▸ **What you should do**: In the entries below, the line with "tracing::info!(session_id = %s.id, last_sequence" marks the start. Return it and every following line exactly, ending with the last.

==============================

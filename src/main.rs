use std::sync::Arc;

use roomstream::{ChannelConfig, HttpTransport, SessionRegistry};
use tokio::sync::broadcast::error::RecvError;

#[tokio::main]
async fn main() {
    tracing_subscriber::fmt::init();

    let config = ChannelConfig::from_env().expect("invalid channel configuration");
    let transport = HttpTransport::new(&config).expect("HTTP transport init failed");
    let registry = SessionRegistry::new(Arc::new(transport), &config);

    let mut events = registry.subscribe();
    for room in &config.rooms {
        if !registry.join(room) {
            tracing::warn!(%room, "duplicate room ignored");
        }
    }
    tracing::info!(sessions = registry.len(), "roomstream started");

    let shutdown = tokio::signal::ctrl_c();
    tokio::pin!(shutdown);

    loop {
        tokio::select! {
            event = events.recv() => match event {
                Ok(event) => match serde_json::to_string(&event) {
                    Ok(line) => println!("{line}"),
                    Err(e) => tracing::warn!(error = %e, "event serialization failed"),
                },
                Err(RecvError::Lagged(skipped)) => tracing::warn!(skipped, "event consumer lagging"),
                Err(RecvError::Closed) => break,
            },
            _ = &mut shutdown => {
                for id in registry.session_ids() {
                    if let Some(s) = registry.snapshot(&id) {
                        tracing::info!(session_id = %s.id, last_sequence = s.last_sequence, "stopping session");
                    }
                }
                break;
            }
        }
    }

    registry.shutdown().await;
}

==============================

▸ **Task solution**:
                        tracing::info!(session_id = %s.id, last_sequence = s.last_sequence, "stopping session");
                    }
                }
                break;
            }
        }
    }

    registry.shutdown().await;
}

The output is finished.